++++ RECORDS SUPPLIED ++++
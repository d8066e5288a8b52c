//! Visitor pattern for walking the document tree.
//!
//! [`DocumentVisitor`] has one method per node kind. Every method defaults
//! to descending into its children in document order (through the matching
//! `walk_*` function), and leaf methods default to doing nothing. A renderer
//! overrides only what it needs; an override that does not call the `walk_*`
//! function skips the subtree.
//!
//! # Example
//!
//! ```
//! use undocx::model::{Block, Document, Style};
//! use undocx::render::visitor::{walk_block, DocumentVisitor};
//! use undocx::Result;
//!
//! /// Collects the text of level-1 headings.
//! struct Outline(Vec<String>);
//!
//! impl DocumentVisitor for Outline {
//!     fn visit_block(&mut self, block: &Block) -> Result<()> {
//!         if block.style == Style::Heading1 {
//!             self.0.push(block.plain_text());
//!         }
//!         Ok(())
//!     }
//! }
//!
//! let doc = Document::from_blocks(vec![Block::with_text(Style::Heading1, "Intro")]);
//! let mut outline = Outline(Vec::new());
//! outline.visit_document(&doc)?;
//! assert_eq!(outline.0, vec!["Intro"]);
//! # Ok::<(), undocx::Error>(())
//! ```

use crate::error::Result;
use crate::model::{Block, Body, Document, Image, Run, RunContent, Style};

/// A node that carries a style: blocks and runs.
pub trait Styled {
    /// The node's style.
    fn style(&self) -> Style;
}

impl Styled for Block {
    fn style(&self) -> Style {
        self.style
    }
}

impl Styled for Run {
    fn style(&self) -> Style {
        self.style
    }
}

/// Trait for visiting document nodes, depth-first and pre-order.
pub trait DocumentVisitor {
    /// Called for the document root. Defaults to visiting the body.
    fn visit_document(&mut self, doc: &Document) -> Result<()> {
        walk_document(self, doc)
    }

    /// Called for the body. Defaults to visiting each block in order.
    fn visit_body(&mut self, body: &Body) -> Result<()> {
        walk_body(self, body)
    }

    /// Called for each block. Defaults to the styled hook, then each run.
    fn visit_block(&mut self, block: &Block) -> Result<()> {
        walk_block(self, block)
    }

    /// Called for each run. Defaults to the styled hook, then the content.
    fn visit_run(&mut self, run: &Run) -> Result<()> {
        walk_run(self, run)
    }

    /// Called for the text of a text run.
    fn visit_text(&mut self, text: &str) -> Result<()> {
        let _ = text;
        Ok(())
    }

    /// Called for the image of an image run.
    fn visit_image(&mut self, image: &Image) -> Result<()> {
        let _ = image;
        Ok(())
    }

    /// Called for every block and run before its content.
    fn visit_styled(&mut self, styled: &dyn Styled) -> Result<()> {
        let _ = styled;
        Ok(())
    }
}

/// Visit the body of a document.
pub fn walk_document<V: DocumentVisitor + ?Sized>(visitor: &mut V, doc: &Document) -> Result<()> {
    visitor.visit_body(&doc.body)
}

/// Visit every block of a body in order.
pub fn walk_body<V: DocumentVisitor + ?Sized>(visitor: &mut V, body: &Body) -> Result<()> {
    for block in &body.blocks {
        visitor.visit_block(block)?;
    }
    Ok(())
}

/// Run the styled hook for a block, then visit its runs in order.
pub fn walk_block<V: DocumentVisitor + ?Sized>(visitor: &mut V, block: &Block) -> Result<()> {
    visitor.visit_styled(block)?;
    for run in &block.runs {
        visitor.visit_run(run)?;
    }
    Ok(())
}

/// Run the styled hook for a run, then visit its text or image.
pub fn walk_run<V: DocumentVisitor + ?Sized>(visitor: &mut V, run: &Run) -> Result<()> {
    visitor.visit_styled(run)?;
    match &run.content {
        RunContent::Text(text) => visitor.visit_text(text),
        RunContent::Image(image) => visitor.visit_image(image),
        RunContent::Empty => Ok(()),
    }
}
++++
* [ABOUT THIS EXERCISE]
From the data above, gather every line that includes the word "Sized".

* [SOLUTION TO THIS PROBLEM]
pub fn walk_document<V: DocumentVisitor + ?Sized>(visitor: &mut V, doc: &Document) -> Result<()> {
pub fn walk_body<V: DocumentVisitor + ?Sized>(visitor: &mut V, body: &Body) -> Result<()> {
pub fn walk_block<V: DocumentVisitor + ?Sized>(visitor: &mut V, block: &Block) -> Result<()> {
pub fn walk_run<V: DocumentVisitor + ?Sized>(visitor: &mut V, run: &Run) -> Result<()> {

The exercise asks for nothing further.